"Le pays tout entier était saisi d'une fureur commémorative en faveur des morts, proportionnelle à sa répulsion vis-à-vis des survivants."
Pierre Lemaître. Au revoir là-haut. (Prix Goncourt 2013)
11 novembre, pas la gloire. Il y a la
lassitude des soldats après les combats, les déserteurs qui
franchissent les lignes pour se constituer prisonniers et fuir
ainsi la ligne de front, ceux qui se blessent volontairement
pour la même raison, les fusillés pour l'exemple.
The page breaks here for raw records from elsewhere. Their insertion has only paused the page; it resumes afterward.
//! Battleships asset library.
//!
//! This crate exposes the game's resource registry, loading screen, asset
//! catalog, and SDK seam for use in integration tests and as a reusable
//! library.

pub mod catalog;
pub mod config;
pub mod error;
pub mod loadingscreen;
pub mod raylibsdk;
pub mod resources;
pub mod sdk;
Et puis il y a
les survivants, ceux qui reviennent dans leur foyer après des
mois ou des années de tranchées, presque honteux d'être en vie.
Cruel contraste entre une forme d'héroïsme attribuée aux morts,
qu'on commémore, et la désillusion qui frappa bon nombre de
têtes cassées, miraculés qu'on ne sait trop où recaser. Les
récits de retour de Vietnam, d'Irak ou d'Afghanistan attestent
de la permanence de cette difficulté à affronter le regard des
autres au retour de guerre. Le dernier Goncourt, attribué à Pierre Lemaître, en a fait son miel.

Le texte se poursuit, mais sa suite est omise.